You may not realize it, but a golf caddy is not a “person” – he or she is an essential part of the golfing experience. His job is to assist the golfer on the course, and to help them enjoy the game to the fullest.
In this post, we fully explain “what is a golf caddy”, what they do, and how to get one (if you need one).
First Things First: Why is a Golf Caddy Called a “Caddy”?
Why is a golf caddy called a caddy? That’s an excellent question with an interesting answer.
The game of golf originated in Scotland. For the Scots, the word “caddie” or “cawdy” was a form of the French word “cadet”. Originally, the term meant a student military officer.
By the 19th century, the term “caddie” was used to describe someone who did odd jobs, but specifically someone who carried golf clubs for a golfer.
This is just one example from a long golf words list that has developed over the centuries.
More on the the term “golf caddie” in modern golf below. But first, let’s talk about traditional vs. fore-caddying.
What is a Golf Caddy? (Traditional Caddying vs. Fore-Caddying)
Now that we have a basic idea of what a golf caddy is and where the term came from, let’s talk about what the caddy’s actual job is. For the most part, a caddy will be an independent contractor offering their services within a golf club.
At one time, caddying on a regular basis was exclusive to only the most elite golf clubs. As time went on and the middle and working class began to take up the sport of golf, caddying was expanded.
There are actually two types of golf caddying: Traditional caddying and Fore-caddying.
Traditional Golf Caddying
Traditional caddying – both the golfer and the caddy walk the entire course.

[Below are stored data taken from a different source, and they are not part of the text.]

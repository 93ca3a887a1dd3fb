//! In-memory note collection and the operations over it.

use chrono::Utc;
use tracing::{debug, info, warn};

use crate::domain::{Note, NoteId, NoteIdSequence, NoteKind, NoteResult};


/// Owns every note of a session.
///
/// Notes are kept in insertion order. Ids come from a per-manager sequence,
/// so two managers never influence each other's numbering.
///
/// # Examples
///
/// ```
/// use smart_notes::manager::NotesManager;
///
/// let mut manager = NotesManager::new();
/// let id = manager.add("text", "Buy milk", None).unwrap();
/// assert_eq!(id.get(), 1);
/// assert_eq!(manager.search("MILK").len(), 1);
/// assert!(manager.delete(id));
/// assert!(!manager.delete(id));
/// ```
#[derive(Debug, Default)]
pub struct NotesManager {
    notes: Vec<Note>,
    ids: NoteIdSequence,
}

impl NotesManager {
    /// Creates an empty manager whose first note will get id 1.
    pub fn new() -> Self {
        Self::default()
    }

    /// Adds a note, parsing `kind` case-insensitively.
    ///
    /// # Errors
    ///
    /// - [`crate::domain::NoteError::InvalidKind`] if `kind` is not `text` or `reminder`
    /// - [`crate::domain::NoteError::Validation`] if a reminder has no reminder time
    ///
    /// On error nothing is stored and no id is consumed.
    pub fn add(
        &mut self,
        kind: &str,
        content: impl Into<String>,
        reminder_time: Option<&str>,
    ) -> NoteResult<NoteId> {
        let kind = kind.parse::<NoteKind>().inspect_err(|e| {
            warn!(kind = e.invalid_value(), "rejected note with unknown kind");
        })?;
        self.add_note(kind, content, reminder_time.map(str::to_string))
    }

    /// Adds a note of an already-parsed kind.
    pub fn add_note(
        &mut self,
        kind: NoteKind,
        content: impl Into<String>,
        reminder_time: Option<String>,
    ) -> NoteResult<NoteId> {
        let note = Note::new(self.ids.peek(), kind, content, reminder_time, Utc::now())
            .inspect_err(|e| warn!(%kind, error = %e, "rejected note"))?;

        let id = self.ids.advance();
        debug_assert_eq!(id, note.id());
        self.notes.push(note);

        info!(%id, %kind, total = self.notes.len(), "note added");
        Ok(id)
    }

    /// Removes the note with `id`.
    ///
    /// Returns `false` if no such note exists; the collection is unchanged.
    pub fn delete(&mut self, id: NoteId) -> bool {
        match self.notes.iter().position(|n| n.id() == id) {
            Some(index) => {
                self.notes.remove(index);
                info!(%id, total = self.notes.len(), "note deleted");
                true
            }
            None => {
                debug!(%id, "delete found no note");
                false
            }
        }
    }

    /// Returns every note in insertion order.
    pub fn list(&self) -> &[Note] {
        debug!(count = self.notes.len(), "listing notes");
        &self.notes
    }

    /// Returns notes whose content contains `keyword`, ignoring case.
    ///
    /// An empty keyword matches every note.
    pub fn search(&self, keyword: &str) -> Vec<&Note> {
        let needle = keyword.to_lowercase();
        let found: Vec<&Note> = self
            .notes
            .iter()
            .filter(|n| n.content_contains_lowercase(&needle))
            .collect();
        debug!(keyword, matches = found.len(), "searched notes");
        found
    }

    /// Looks up a single note.
    pub fn get(&self, id: NoteId) -> Option<&Note> {
        self.notes.iter().find(|n| n.id() == id)
    }

    /// Number of notes currently held.
    pub fn len(&self) -> usize {
        self.notes.len()
    }

    /// Whether the manager holds no notes.
    pub fn is_empty(&self) -> bool {
        self.notes.is_empty()
    }
}
//! Core types: Note, NoteKind, NoteId, NoteError

mod error;
mod kind;
mod note;
mod note_id;

pub use error::{NoteError, NoteResult};
pub use kind::{NoteKind, ParseNoteKindError};
pub use note::{CREATED_AT_FORMAT, Note};
pub use note_id::{NoteId, NoteIdSequence, ParseNoteIdError};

The caddy carries the golfer’s bag, keeps the clubs cleaned off and washes the ball when on the green. The caddy’s duties also include walking ahead of the golfer to locate the ball and calculate the yardage to the hole and any potential hazards.

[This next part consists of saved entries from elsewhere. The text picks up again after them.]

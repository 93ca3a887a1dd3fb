//! Note record: a single text or reminder note.

use crate::domain::{NoteError, NoteId, NoteKind, NoteResult};
use chrono::{DateTime, Utc};
use serde::Serialize;
use std::fmt;

/// Timestamp layout used when rendering `created_at`.
pub const CREATED_AT_FORMAT: &str = "%Y-%m-%d %H:%M:%S";

/// Shown in place of a reminder time that is unexpectedly absent.
const NO_REMINDER: &str = "(no reminder)";

/// One note held by a [`crate::manager::NotesManager`].
///
/// A note is immutable once created: there are no setters, and the only way
/// a note disappears is by being deleted from its manager.
///
/// # Invariants
/// - `reminder_time` is `Some` if and only if `kind` is [`NoteKind::Reminder`]
/// - `created_at` is fixed at construction
///
/// # Examples
///
/// ```
/// use smart_notes::domain::{Note, NoteId, NoteKind};
/// use chrono::Utc;
///
/// let id = NoteId::new(1).unwrap();
/// let note = Note::new(id, NoteKind::Text, "Buy milk", None, Utc::now()).unwrap();
/// assert_eq!(note.content(), "Buy milk");
/// assert!(note.reminder_time().is_none());
/// ```
#[derive(Debug, Clone, PartialEq, Eq, Serialize)]
pub struct Note {
    id: NoteId,
    kind: NoteKind,
    content: String,
    created_at: DateTime<Utc>,
    #[serde(skip_serializing_if = "Option::is_none")]
    reminder_time: Option<String>,
}

impl Note {
    /// Creates a new note.
    ///
    /// A reminder time passed for a [`NoteKind::Text`] note is discarded.
    ///
    /// # Errors
    ///
    /// Returns [`NoteError::Validation`] if `kind` is [`NoteKind::Reminder`]
    /// and `reminder_time` is `None` or empty.
    pub fn new(
        id: NoteId,
        kind: NoteKind,
        content: impl Into<String>,
        reminder_time: Option<String>,
        created_at: DateTime<Utc>,
    ) -> NoteResult<Self> {
        let reminder_time = match kind {
            NoteKind::Reminder => match reminder_time {
                Some(time) if !time.is_empty() => Some(time),
                _ => return Err(NoteError::missing_reminder_time()),
            },
            NoteKind::Text => None,
        };

        Ok(Self {
            id,
            kind,
            content: content.into(),
            created_at,
            reminder_time,
        })
    }

    /// Returns the note's id.
    pub fn id(&self) -> NoteId {
        self.id
    }

    /// Returns the note's kind.
    pub fn kind(&self) -> NoteKind {
        self.kind
    }

    /// Returns the note's text.
    pub fn content(&self) -> &str {
        &self.content
    }

    /// Returns when the note was created.
    pub fn created_at(&self) -> DateTime<Utc> {
        self.created_at
    }

    /// Returns the reminder time for reminder notes.
    pub fn reminder_time(&self) -> Option<&str> {
        self.reminder_time.as_deref()
    }

    /// Case-insensitive substring test against the content.
    ///
    /// `needle` must already be lowercase.
    pub(crate) fn content_contains_lowercase(&self, needle: &str) -> bool {
        self.content.to_lowercase().contains(needle)
    }

    /// Renders the note as multi-line text.
    ///
    /// ```text
    /// [Reminder Note]
    /// ID: 1
    /// Created: 2025-03-01 09:15:00
    /// Content: Doctor's appointment
    /// Reminder Time: 2025-03-10 10:00
    /// ```
    pub fn render(&self) -> String {
        let mut out = format!(
            "[{}]\nID: {}\nCreated: {}\nContent: {}",
            self.kind.label(),
            self.id,
            self.created_at.format(CREATED_AT_FORMAT),
            self.content
        );

        if self.kind == NoteKind::Reminder {
            let time = self.reminder_time.as_deref().unwrap_or(NO_REMINDER);
            out.push_str("\nReminder Time: ");
            out.push_str(time);
        }

        out
    }
}

impl fmt::Display for Note {
    fn fmt(&self, f: &mut fmt::Formatter<'_>) -> fmt::Result {
        f.write_str(&self.render())
    }
}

The caddy will also provide assistance to the golfer with club selection and the best way to get the ball to the hole if asked.
Fore-caddying – The caddy walks while the player(s) ride in the golf cart.
Fore-caddies are tasked with giving hole descriptions and going ahead of the golfers to spot the tee shots.
The fore-caddy offers more assistance than a traditional caddy.
Fore-caddies must know how to get the player’s yardage, spot the golfer’s next shot, read greens (basically visualizing the shot and guessing which way the ball will roll and/or land once it is hit), clean golf balls, attend to ball marks and attend the flag at the hole.
The caddy will also be responsible for raking the sand traps on the course once the golfer is done with it. These caddies will also sometimes be asked for advice in regard to club selection and weather variables such as wind speed and direction.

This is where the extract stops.